■ **Task item**
The entries that follow need to be retyped verbatim.

BEGIN Extracted information

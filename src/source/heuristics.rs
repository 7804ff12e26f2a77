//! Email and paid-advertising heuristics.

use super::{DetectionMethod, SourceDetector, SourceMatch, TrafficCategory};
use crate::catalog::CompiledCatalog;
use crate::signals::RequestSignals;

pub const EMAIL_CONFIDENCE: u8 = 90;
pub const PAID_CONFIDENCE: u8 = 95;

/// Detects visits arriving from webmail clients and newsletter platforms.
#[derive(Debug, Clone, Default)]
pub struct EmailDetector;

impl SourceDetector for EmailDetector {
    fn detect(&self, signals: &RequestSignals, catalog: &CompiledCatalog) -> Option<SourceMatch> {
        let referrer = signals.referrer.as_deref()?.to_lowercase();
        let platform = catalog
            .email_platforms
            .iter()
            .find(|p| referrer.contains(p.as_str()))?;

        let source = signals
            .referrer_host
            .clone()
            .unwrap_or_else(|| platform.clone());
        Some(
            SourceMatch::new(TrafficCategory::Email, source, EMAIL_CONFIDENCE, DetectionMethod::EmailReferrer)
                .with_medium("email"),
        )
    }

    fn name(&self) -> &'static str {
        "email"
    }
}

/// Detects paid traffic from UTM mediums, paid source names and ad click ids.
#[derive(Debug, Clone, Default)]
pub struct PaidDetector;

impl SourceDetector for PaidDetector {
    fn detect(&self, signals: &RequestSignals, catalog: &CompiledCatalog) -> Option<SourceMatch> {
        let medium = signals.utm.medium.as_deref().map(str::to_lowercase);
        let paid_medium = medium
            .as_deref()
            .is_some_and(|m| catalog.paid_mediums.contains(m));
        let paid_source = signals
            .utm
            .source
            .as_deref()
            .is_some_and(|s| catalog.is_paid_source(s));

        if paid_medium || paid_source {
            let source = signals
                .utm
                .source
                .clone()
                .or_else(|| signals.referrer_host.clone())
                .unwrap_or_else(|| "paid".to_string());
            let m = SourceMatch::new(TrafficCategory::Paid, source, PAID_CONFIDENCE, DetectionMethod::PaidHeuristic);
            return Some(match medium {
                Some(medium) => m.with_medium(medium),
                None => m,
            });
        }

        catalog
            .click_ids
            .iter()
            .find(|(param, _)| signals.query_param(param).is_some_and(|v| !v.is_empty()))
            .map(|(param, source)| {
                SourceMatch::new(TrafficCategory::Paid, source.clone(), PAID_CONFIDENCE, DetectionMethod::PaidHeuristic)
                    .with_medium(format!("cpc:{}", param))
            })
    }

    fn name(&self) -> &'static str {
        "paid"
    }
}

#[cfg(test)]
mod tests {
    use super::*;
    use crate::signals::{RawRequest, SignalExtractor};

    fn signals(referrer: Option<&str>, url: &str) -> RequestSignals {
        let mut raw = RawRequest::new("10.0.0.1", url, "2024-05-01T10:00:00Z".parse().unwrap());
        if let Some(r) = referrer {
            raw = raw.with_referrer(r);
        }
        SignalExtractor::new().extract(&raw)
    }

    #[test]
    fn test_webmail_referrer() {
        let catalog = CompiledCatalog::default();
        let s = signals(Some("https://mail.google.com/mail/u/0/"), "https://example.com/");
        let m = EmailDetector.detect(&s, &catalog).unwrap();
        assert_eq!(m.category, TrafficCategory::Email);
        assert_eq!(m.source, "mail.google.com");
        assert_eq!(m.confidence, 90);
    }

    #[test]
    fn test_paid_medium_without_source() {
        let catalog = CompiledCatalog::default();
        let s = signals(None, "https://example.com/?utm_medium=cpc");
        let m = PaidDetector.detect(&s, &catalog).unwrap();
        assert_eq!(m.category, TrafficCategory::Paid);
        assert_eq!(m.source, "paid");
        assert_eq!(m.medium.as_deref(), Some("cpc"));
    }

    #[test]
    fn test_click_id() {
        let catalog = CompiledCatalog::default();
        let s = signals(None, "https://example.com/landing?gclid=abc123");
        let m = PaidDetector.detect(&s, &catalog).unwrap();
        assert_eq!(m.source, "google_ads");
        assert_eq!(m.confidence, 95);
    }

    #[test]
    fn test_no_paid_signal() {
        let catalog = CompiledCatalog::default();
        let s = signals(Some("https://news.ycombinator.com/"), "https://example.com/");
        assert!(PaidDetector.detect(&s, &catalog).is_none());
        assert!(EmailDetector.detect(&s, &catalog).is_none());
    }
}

END Extracted information

■ **Task result**
filename src/source/heuristics.rs
repository 7804ff12e26f2a77
//! Email and paid-advertising heuristics.

use super::{DetectionMethod, SourceDetector, SourceMatch, TrafficCategory};
use crate::catalog::CompiledCatalog;
use crate::signals::RequestSignals;

pub const EMAIL_CONFIDENCE: u8 = 90;
pub const PAID_CONFIDENCE: u8 = 95;

/// Detects visits arriving from webmail clients and newsletter platforms.
#[derive(Debug, Clone, Default)]
pub struct EmailDetector;

impl SourceDetector for EmailDetector {
    fn detect(&self, signals: &RequestSignals, catalog: &CompiledCatalog) -> Option<SourceMatch> {
        let referrer = signals.referrer.as_deref()?.to_lowercase();
        let platform = catalog
            .email_platforms
            .iter()
            .find(|p| referrer.contains(p.as_str()))?;

        let source = signals
            .referrer_host
            .clone()
            .unwrap_or_else(|| platform.clone());
        Some(
            SourceMatch::new(TrafficCategory::Email, source, EMAIL_CONFIDENCE, DetectionMethod::EmailReferrer)
                .with_medium("email"),
        )
    }

    fn name(&self) -> &'static str {
        "email"
    }
}

/// Detects paid traffic from UTM mediums, paid source names and ad click ids.
#[derive(Debug, Clone, Default)]
pub struct PaidDetector;

impl SourceDetector for PaidDetector {
    fn detect(&self, signals: &RequestSignals, catalog: &CompiledCatalog) -> Option<SourceMatch> {
        let medium = signals.utm.medium.as_deref().map(str::to_lowercase);
        let paid_medium = medium
            .as_deref()
            .is_some_and(|m| catalog.paid_mediums.contains(m));
        let paid_source = signals
            .utm
            .source
            .as_deref()
            .is_some_and(|s| catalog.is_paid_source(s));

        if paid_medium || paid_source {
            let source = signals
                .utm
                .source
                .clone()
                .or_else(|| signals.referrer_host.clone())
                .unwrap_or_else(|| "paid".to_string());
            let m = SourceMatch::new(TrafficCategory::Paid, source, PAID_CONFIDENCE, DetectionMethod::PaidHeuristic);
            return Some(match medium {
                Some(medium) => m.with_medium(medium),
                None => m,
            });
        }

        catalog
            .click_ids
            .iter()
            .find(|(param, _)| signals.query_param(param).is_some_and(|v| !v.is_empty()))
            .map(|(param, source)| {
                SourceMatch::new(TrafficCategory::Paid, source.clone(), PAID_CONFIDENCE, DetectionMethod::PaidHeuristic)
                    .with_medium(format!("cpc:{}", param))
            })
    }

    fn name(&self) -> &'static str {
        "paid"
    }
}

#[cfg(test)]
mod tests {
    use super::*;
    use crate::signals::{RawRequest, SignalExtractor};

    fn signals(referrer: Option<&str>, url: &str) -> RequestSignals {
        let mut raw = RawRequest::new("10.0.0.1", url, "2024-05-01T10:00:00Z".parse().unwrap());
        if let Some(r) = referrer {
            raw = raw.with_referrer(r);
        }
        SignalExtractor::new().extract(&raw)
    }

    #[test]
    fn test_webmail_referrer() {
        let catalog = CompiledCatalog::default();
        let s = signals(Some("https://mail.google.com/mail/u/0/"), "https://example.com/");
        let m = EmailDetector.detect(&s, &catalog).unwrap();
        assert_eq!(m.category, TrafficCategory::Email);
        assert_eq!(m.source, "mail.google.com");
        assert_eq!(m.confidence, 90);
    }

    #[test]
    fn test_paid_medium_without_source() {
        let catalog = CompiledCatalog::default();
        let s = signals(None, "https://example.com/?utm_medium=cpc");
        let m = PaidDetector.detect(&s, &catalog).unwrap();
        assert_eq!(m.category, TrafficCategory::Paid);
        assert_eq!(m.source, "paid");
        assert_eq!(m.medium.as_deref(), Some("cpc"));
    }

    #[test]
    fn test_click_id() {
        let catalog = CompiledCatalog::default();
        let s = signals(None, "https://example.com/landing?gclid=abc123");
        let m = PaidDetector.detect(&s, &catalog).unwrap();
        assert_eq!(m.source, "google_ads");
        assert_eq!(m.confidence, 95);
    }

    #[test]
    fn test_no_paid_signal() {
        let catalog = CompiledCatalog::default();
        let s = signals(Some("https://news.ycombinator.com/"), "https://example.com/");
        assert!(PaidDetector.detect(&s, &catalog).is_none());
        assert!(EmailDetector.detect(&s, &catalog).is_none());
    }
}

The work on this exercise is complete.